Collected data
-.-.-

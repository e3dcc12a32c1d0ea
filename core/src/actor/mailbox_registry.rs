
use std::sync::Arc;

use dashmap::DashMap;
use mailroom_utils_rs::collections::{DashMapExtension, Element};
use tokio::sync::RwLock;

use crate::actor::actor_error::{RegistryError, SendError};
use crate::actor::actor_handle::Actor;
use crate::actor::actor_id::ActorId;
use crate::actor::config::Config;
use crate::actor::config_option::ConfigOption;
use crate::actor::dispatch::Mailbox;
use crate::actor::metrics::SharedCounters;

/// Append-only map from actor id to mailbox, plus the counters of its actors.
///
/// Registration is serialized by the `order` lock and keeps insertion order,
/// which is the order [`MailboxRegistry::all_excluding`] reports. Clones share
/// the same registry.
#[derive(Debug, Clone)]
pub struct MailboxRegistry<P> {
  inner: Arc<RegistryInner<P>>,
}

#[derive(Debug)]
struct RegistryInner<P> {
  config: Config,
  mailboxes: DashMap<ActorId, Mailbox<P>>,
  order: RwLock<Vec<ActorId>>,
  counters: SharedCounters,
}

impl<P: Element> MailboxRegistry<P> {
  pub fn new(mailbox_capacity: usize) -> Result<Self, RegistryError> {
    Self::new_with_config(Config::from([ConfigOption::with_mailbox_capacity(mailbox_capacity)]))
  }

  pub fn new_with_config(config: Config) -> Result<Self, RegistryError> {
    if config.mailbox_capacity == 0 {
      return Err(RegistryError::InvalidCapacity(config.mailbox_capacity));
    }
    Ok(Self {
      inner: Arc::new(RegistryInner {
        config,
        mailboxes: DashMap::new(),
        order: RwLock::new(Vec::new()),
        counters: SharedCounters::new(),
      }),
    })
  }

  /// Creates a mailbox for `id` and returns the actor bound to it.
  pub async fn register(&self, id: impl Into<String>) -> Result<Actor<P>, RegistryError> {
    let id = ActorId::new(id)?;
    let mut order = self.inner.order.write().await;
    let capacity = self.inner.config.mailbox_capacity;
    let mailbox = self
      .inner
      .mailboxes
      .store_if_absent_with(id.clone(), || Mailbox::new(id.clone(), capacity))
      .map_err(|_| RegistryError::DuplicateId(id.to_string()))?;
    order.push(id.clone());
    drop(order);

    self.inner.counters.increment_actor_count();
    tracing::info!("{}Actor {} - Created", self.log_prefix(), id);
    Ok(Actor::new(id, mailbox, self.clone()))
  }

  pub fn resolve(&self, id: &str) -> Result<Mailbox<P>, SendError> {
    self
      .inner
      .mailboxes
      .get(id)
      .map(|entry| entry.value().clone())
      .ok_or_else(|| SendError::UnknownActor(id.to_string()))
  }

  /// Every registered actor except `excluding`, in registration order.
  pub async fn all_excluding(&self, excluding: &ActorId) -> Vec<(ActorId, Mailbox<P>)> {
    let order = self.inner.order.read().await;
    order
      .iter()
      .filter(|id| *id != excluding)
      .filter_map(|id| self.inner.mailboxes.get(id).map(|entry| (id.clone(), entry.value().clone())))
      .collect()
  }

  pub async fn ids(&self) -> Vec<ActorId> {
    self.inner.order.read().await.clone()
  }

  pub fn len(&self) -> usize {
    self.inner.mailboxes.len()
  }

  pub fn is_empty(&self) -> bool {
    self.inner.mailboxes.is_empty()
  }

  /// Sum of the messages currently buffered across all mailboxes.
  pub async fn pending(&self) -> usize {
    let mailboxes = self
      .inner
      .mailboxes
      .iter()
      .map(|entry| entry.value().clone())
      .collect::<Vec<_>>();
    let mut pending = 0;
    for mailbox in mailboxes {
      pending += mailbox.pending().await;
    }
    pending
  }

  pub fn mailbox_capacity(&self) -> usize {
    self.inner.config.mailbox_capacity
  }

  pub fn counters(&self) -> &SharedCounters {
    &self.inner.counters
  }

  pub fn config(&self) -> &Config {
    &self.inner.config
  }

  pub(crate) fn log_prefix(&self) -> &str {
    &self.inner.config.log_prefix
  }
}

static_assertions::assert_impl_all!(MailboxRegistry<String>: Send, Sync);
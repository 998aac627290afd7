use snafu::prelude::*;
use std::path::PathBuf;

#[derive(Debug, Snafu)]
#[snafu(visibility(pub(crate)))]
#[non_exhaustive]
pub enum Error {
    #[snafu(display("No version tag is reachable from the described commit"))]
    NoVersionTag,

    #[snafu(display("Failed to parse version '{version}': {source}"))]
    InvalidVersion { version: String, source: semver::Error },

    #[snafu(display("Version {version} has no successor patch release"))]
    VersionOverflow { version: String },

    #[snafu(display("Failed to apply option #{index} ({option}): {source}"))]
    ApplyOption {
        index: usize,
        option: &'static str,
        source: Box<Error>,
    },

    // Source control errors
    #[snafu(display("Failed to open git repository containing {}", path.display()))]
    OpenRepository {
        path: PathBuf,
        source: Box<dyn std::error::Error + Send + Sync>,
    },

    #[snafu(display("Failed to read HEAD commit of repository at {}", path.display()))]
    ReadHead {
        path: PathBuf,
        source: Box<dyn std::error::Error + Send + Sync>,
    },

    #[snafu(display("Failed to determine worktree status of repository at {}", path.display()))]
    WorktreeStatus {
        path: PathBuf,
        source: Box<dyn std::error::Error + Send + Sync>,
    },

    #[snafu(display("Failed to describe commit {commit}"))]
    DescribeCommit {
        commit: String,
        source: Box<dyn std::error::Error + Send + Sync>,
    },

    #[snafu(display("Commit {commit} has an out of range timestamp: {seconds}"))]
    InvalidCommitTime { commit: String, seconds: i64 },

    #[snafu(display("Config file {} does not exist", path.display()))]
    ConfigFileNotFound { path: PathBuf },

    #[snafu(display("Failed to load configuration: {source}"))]
    Config {
        #[snafu(source(from(figment::Error, Box::new)))]
        source: Box<figment::Error>,
    },

    #[snafu(display("JSON serialization error: {source}"))]
    Json { source: serde_json::Error },
}

pub type Result<T> = std::result::Result<T, Error>;
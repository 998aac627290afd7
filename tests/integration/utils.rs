//! Utility functions to help run our CLI as part of a test
use assert_cmd::Command;
use assert_fs::TempDir;
use std::{path::Path, process};

pub(crate) struct TestFs {
    pub(crate) home: TempDir,
    pub(crate) cwd: TempDir,
}

impl TestFs {
    fn new() -> Self {
        let home = TempDir::with_prefix("release-tools-home-").unwrap();
        let cwd = TempDir::with_prefix("release-tools-cwd-").unwrap();

        Self { home, cwd }
    }
}

/// Represents the `release-tools` binary for use in tests.
pub(crate) struct ReleaseTools {
    pub(crate) cmd: Command,
    pub(crate) test_fs: Option<TestFs>,
}

impl ReleaseTools {
    /// Creates a new `ReleaseTools` that locates the bin
    pub(crate) fn find() -> Self {
        Self {
            cmd: Command::cargo_bin("release-tools").unwrap(),
            test_fs: None,
        }
    }

    /// Run the command in an isolated filesystem so config files and environment variables from
    /// the host can't leak into the result.
    pub(crate) fn with_test_fs() -> Self {
        let mut me = Self::find();
        let test_fs = TestFs::new();

        me.cmd
            .current_dir(test_fs.cwd.path())
            .env("HOME", test_fs.home.path())
            .env("XDG_CONFIG_HOME", test_fs.home.path().join(".config"))
            .env_remove("RELEASE_TOOLS_BUILT_BY")
            .env_remove("RELEASE_TOOLS_TOOLCHAIN")
            .env_remove("RELEASE_TOOLS_LOG")
            .env_remove("RUST_LOG");

        me.test_fs = Some(test_fs);
        me
    }

    pub(crate) fn test_fs(&self) -> &TestFs {
        self.test_fs.as_ref().expect("test_fs not set")
    }
}

/// Commit time of every commit made by [`git`]: 2021-03-04T05:06:07Z.
const COMMIT_DATE: &str = "@1614834367 +0000";

/// Run the `git` binary in `dir` with a fixed identity and commit date, returning its trimmed
/// stdout.
pub(crate) fn git(dir: &Path, args: &[&str]) -> String {
    let output = process::Command::new("git")
        .args(args)
        .current_dir(dir)
        .env("GIT_CONFIG_GLOBAL", "/dev/null")
        .env("GIT_CONFIG_NOSYSTEM", "1")
        .env("GIT_AUTHOR_NAME", "Release Tools")
        .env("GIT_AUTHOR_EMAIL", "release-tools@example.com")
        .env("GIT_AUTHOR_DATE", COMMIT_DATE)
        .env("GIT_COMMITTER_NAME", "Release Tools")
        .env("GIT_COMMITTER_EMAIL", "release-tools@example.com")
        .env("GIT_COMMITTER_DATE", COMMIT_DATE)
        .output()
        .unwrap();
    assert!(
        output.status.success(),
        "git {args:?} failed: {}",
        String::from_utf8_lossy(&output.stderr)
    );

    String::from_utf8(output.stdout).unwrap().trim().to_string()
}

/// Turn `dir` into a repository with a single commit tagged `tag`, returning the commit hash.
pub(crate) fn init_tagged_repo(dir: &Path, tag: &str) -> String {
    git(dir, &["init", "--quiet"]);
    std::fs::write(dir.join("main.go"), "package main\n").unwrap();
    git(dir, &["add", "main.go"]);
    git(dir, &["commit", "--quiet", "--message", "initial"]);
    git(dir, &["tag", "--annotate", tag, "--message", tag]);

    git(dir, &["rev-parse", "HEAD"])
}
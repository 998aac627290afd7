//! Construction of `go` toolchain invocations.
//!
//! Each constructor starts from defaults specific to the operation, folds the caller's options
//! into an accumulator in order, and renders the result into a [`Command`]: an environment overlay
//! plus the argument list that follows the toolchain binary on the command line.  Nothing here
//! runs a process.

mod build;

pub use build::{BuildOption, new_build_command, new_install_command};
pub use test::{TestOption, new_test_command};

use serde::Serialize;
use std::{collections::BTreeMap, ffi::OsStr};

/// A fully rendered toolchain invocation.
#[derive(Clone, Debug, Default, PartialEq, Eq, Serialize)]
pub struct Command {
    env: BTreeMap<String, String>,
    args: Vec<String>,
}

impl Command {
    /// Environment variables to set on top of the inherited environment.
    pub fn env(&self) -> &BTreeMap<String, String> {
        &self.env
    }

    /// Arguments to the toolchain binary, starting with the subcommand.
    pub fn args(&self) -> &[String] {
        &self.args
    }

    /// Prepare a [`std::process::Command`] that runs `program` with this invocation.
    ///
    /// The environment overlay is merged over the inherited environment.  The process is not
    /// spawned.
    pub fn to_process_command(&self, program: impl AsRef<OsStr>) -> std::process::Command {
        let mut cmd = std::process::Command::new(program);
        cmd.args(&self.args);
        cmd.envs(&self.env);
        cmd
    }

    /// Render the invocation as a single POSIX shell command line.
    pub fn to_shell_string(&self, program: &str) -> String {
        self.env
            .iter()
            .map(|(name, value)| format!("{name}={}", shell_quote(value)))
            .chain(std::iter::once(shell_quote(program)))
            .chain(self.args.iter().map(String::as_str).map(shell_quote))
            .collect::<Vec<_>>()
            .join(" ")
    }
}

/// Quote `s` for a POSIX shell, leaving it bare if it only contains characters that the shell
/// treats literally.
fn shell_quote(s: &str) -> String {
    let is_safe = |c: char| c.is_ascii_alphanumeric() || "_./:=@%+,-".contains(c);

    if !s.is_empty() && s.chars().all(is_safe) {
        s.to_string()
    } else {
        format!("'{}'", s.replace('\'', r"'\''"))
    }
}

/// Environment overlay shared by all operations.
fn render_env(disable_cgo: bool) -> BTreeMap<String, String> {
    let mut env = BTreeMap::new();

    if disable_cgo {
        env.insert("CGO_ENABLED".to_string(), "0".to_string());
    }

    env
}

/// Append either the requested packages or the operation's default target.
fn push_packages(args: &mut Vec<String>, packages: Vec<String>, default_target: &str) {
    if packages.is_empty() {
        args.push(default_target.to_string());
    } else {
        args.extend(packages);
    }
}
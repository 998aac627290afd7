use std::io::IsTerminal;
use tracing::Level;

use crate::CliArgs;

/// Environment variable holding a tracing filter expression specific to this tool.  Takes
/// priority over `RUST_LOG`.
const LOG_ENV_VAR: &str = "RELEASE_TOOLS_LOG";

/// Initialize tracing/logging based on the contents of the parsed CLI args.
///
/// # Verbosity levels
///
/// - `0`: WARN and ERROR only, simple format with color (silent on happy path)
/// - `1`: INFO level, structured format with timestamp/target
/// - `2`: DEBUG level, structured format
/// - `3+`: TRACE level, structured format
///
/// Log filtering can be overridden with `RELEASE_TOOLS_LOG`, then `RUST_LOG`.
///
/// Logs always go to stderr; stdout carries only the rendered command.
///
/// # Panics
///
/// This function will panic if called more than once in the same process, as the
/// global tracing subscriber can only be initialized once.
pub(crate) fn init(args: &CliArgs) {
    use tracing_subscriber::{EnvFilter, fmt, prelude::*};

    let (level, use_simple_format) = match args.verbose {
        0 => (Level::WARN, true),
        1 => (Level::INFO, false),
        2 => (Level::DEBUG, false),
        _ => (Level::TRACE, false),
    };

    let filter = EnvFilter::try_from_env(LOG_ENV_VAR)
        .or_else(|_| EnvFilter::try_from_default_env())
        .unwrap_or_else(|_| EnvFilter::new(level.as_str()));

    let use_ansi = std::io::stderr().is_terminal();

    if use_simple_format {
        // Just the message, one per line.  This isn't meant to look like a log.
        tracing_subscriber::registry()
            .with(filter)
            .with(
                fmt::layer()
                    .with_writer(std::io::stderr)
                    .with_target(false)
                    .with_level(true)
                    .with_ansi(use_ansi)
                    .without_time(),
            )
            .init();
    } else {
        tracing_subscriber::registry()
            .with(filter)
            .with(
                fmt::layer()
                    .with_writer(std::io::stderr)
                    .with_target(true)
                    .with_level(true)
                    .with_ansi(use_ansi),
            )
            .init();
    }
}

/// Initialize tracing for tests with sensible defaults.
///
/// Uses the test writer so output only shows up for failed tests, and a [`std::sync::OnceLock`]
/// so it can be called from every test that wants logs.
///
/// Defaults to DEBUG level, but can be overridden by setting `RELEASE_TOOLS_LOG` or `RUST_LOG`.
#[cfg(test)]
pub(crate) fn init_test_logging() {
    use std::sync::OnceLock;
    use tracing_subscriber::{EnvFilter, fmt};

    static INIT: OnceLock<()> = OnceLock::new();

    INIT.get_or_init(|| {
        let filter = EnvFilter::try_from_env(LOG_ENV_VAR)
            .or_else(|_| EnvFilter::try_from_default_env())
            .unwrap_or_else(|_| EnvFilter::new("debug"));

        fmt()
            .with_env_filter(filter)
            .with_test_writer()
            .with_target(true)
            .with_level(true)
            .init();
    });
}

-.-.-

Among the lines of the data above, find those with the word "mailboxes" and show them.

  mailboxes: DashMap<ActorId, Mailbox<P>>,
        mailboxes: DashMap::new(),
      .mailboxes
      .mailboxes
      .filter_map(|id| self.inner.mailboxes.get(id).map(|entry| (id.clone(), entry.value().clone())))
    self.inner.mailboxes.len()
    self.inner.mailboxes.is_empty()
  /// Sum of the messages currently buffered across all mailboxes.
    let mailboxes = self
      .mailboxes
    for mailbox in mailboxes {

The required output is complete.